What else are you working on and what does the future hold for you?
I’m halfway through the first draft for a new novel, I’m hoping to make a short film I’ve written later this year, and I’m working on two feature projects. In case that sounds grand, none of it is commissioned, and films may be even harder to get off the ground than books.
What would you say to someone who was keen to write, and would like to see their words published?
It’s usually very hard to get published, but in the end this is not why you do it. It took me around five years, alongside other work, to go through several drafts of The Lightman System. It was, from the publishing point of view, a complete gamble. Lots of people said no, or ignored my letters entirely. But for the activity of writing, it went from tears, frustration and sinking doubt to moments of real freedom and revelation. I’m still writing, and I expect to continue that very uneven journey.
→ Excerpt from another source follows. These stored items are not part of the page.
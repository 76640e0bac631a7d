//! CSS color validators

use std::sync::LazyLock;

use regex::Regex;

use crate::error::ERR_FORMAT;

// One RGB channel: 0-255 without leading zeros.
const CHANNEL: &str = r"(?:0|[1-9][0-9]?|1[0-9][0-9]|2[0-4][0-9]|25[0-5])";
// Hue in degrees: 0-360.
const HUE: &str = r"(?:0|[1-9][0-9]?|[12][0-9][0-9]|3[0-5][0-9]|360)";
// Percentage: 0%-100%.
const PERCENT: &str = r"(?:0|[1-9][0-9]?|100)%";
// Alpha: 0, 1, or a fraction.
const ALPHA: &str = r"(?:0?\.[0-9]+|[01](?:\.0+)?)";

fn rgb_channels() -> String {
    format!(
        r"(?:{CHANNEL}\s*,\s*{CHANNEL}\s*,\s*{CHANNEL}|{CHANNEL}%\s*,\s*{CHANNEL}%\s*,\s*{CHANNEL}%)"
    )
}

static HEX_COLOR_REGEX: LazyLock<Regex> = LazyLock::new(|| {
    Regex::new(r"^#(?:[0-9a-fA-F]{3}|[0-9a-fA-F]{6})$").expect("hex color regex is valid")
});

static RGB_REGEX: LazyLock<Regex> = LazyLock::new(|| {
    Regex::new(&format!(r"^rgb\(\s*{}\s*\)$", rgb_channels())).expect("rgb regex is valid")
});

static RGBA_REGEX: LazyLock<Regex> = LazyLock::new(|| {
    Regex::new(&format!(r"^rgba\(\s*{}\s*,\s*{ALPHA}\s*\)$", rgb_channels()))
        .expect("rgba regex is valid")
});

static HSL_REGEX: LazyLock<Regex> = LazyLock::new(|| {
    Regex::new(&format!(r"^hsl\(\s*{HUE}\s*,\s*{PERCENT}\s*,\s*{PERCENT}\s*\)$"))
        .expect("hsl regex is valid")
});

static HSLA_REGEX: LazyLock<Regex> = LazyLock::new(|| {
    Regex::new(&format!(
        r"^hsla\(\s*{HUE}\s*,\s*{PERCENT}\s*,\s*{PERCENT}\s*,\s*{ALPHA}\s*\)$"
    ))
    .expect("hsla regex is valid")
});

crate::validator! {
    /// `#rgb` or `#rrggbb`.
    pub HexColor for str;
    rule(input) { HEX_COLOR_REGEX.is_match(input) }
    error { ERR_FORMAT }
    fn hex_color();
}

crate::validator! {
    /// `rgb(r, g, b)` with integer or percentage channels.
    pub Rgb for str;
    rule(input) { RGB_REGEX.is_match(input) }
    error { ERR_FORMAT }
    fn rgb();
}

crate::validator! {
    /// `rgba(r, g, b, a)`.
    pub Rgba for str;
    rule(input) { RGBA_REGEX.is_match(input) }
    error { ERR_FORMAT }
    fn rgba();
}

crate::validator! {
    /// `hsl(h, s%, l%)`.
    pub Hsl for str;
    rule(input) { HSL_REGEX.is_match(input) }
    error { ERR_FORMAT }
    fn hsl();
}

crate::validator! {
    /// `hsla(h, s%, l%, a)`.
    pub Hsla for str;
    rule(input) { HSLA_REGEX.is_match(input) }
    error { ERR_FORMAT }
    fn hsla();
}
Honestly, if you want to do it, you’re probably already doing it in your head; so welcome to the caravan!
I’m also privileged to be in a writing group – on the invitation of Albyn Leah Hall – which consists of several extremely talented writers, all of whom I admire and respect a lot. That means that the process I’ve described (all those drafts) was not done alone. Not only did I feel supported by my colleagues, but they were tough, detailed and frankly relentless critics. That meant I had the courage to continue, and the material with which to do so. So if you can gain a support network of people you trust, that’s a really great thing. I know some writers work in isolation, but there’s enough isolation in the process already without actually being cut off from intelligent views and kindly voices. I could not have written this book without those people.
What are your hopes and dreams for the book?
Of course I hope a lot of people will read it, that it will move most of them (well, all of them, naturally), and that it might gain some recognition beyond that. But mainly, I genuinely want it to expand people’s perceptions.
Anything else you’d like to add?
One thing in particular. I’m ridiculously lucky that my partner has stayed kind, insightful and encouraging through my many moments of collapse.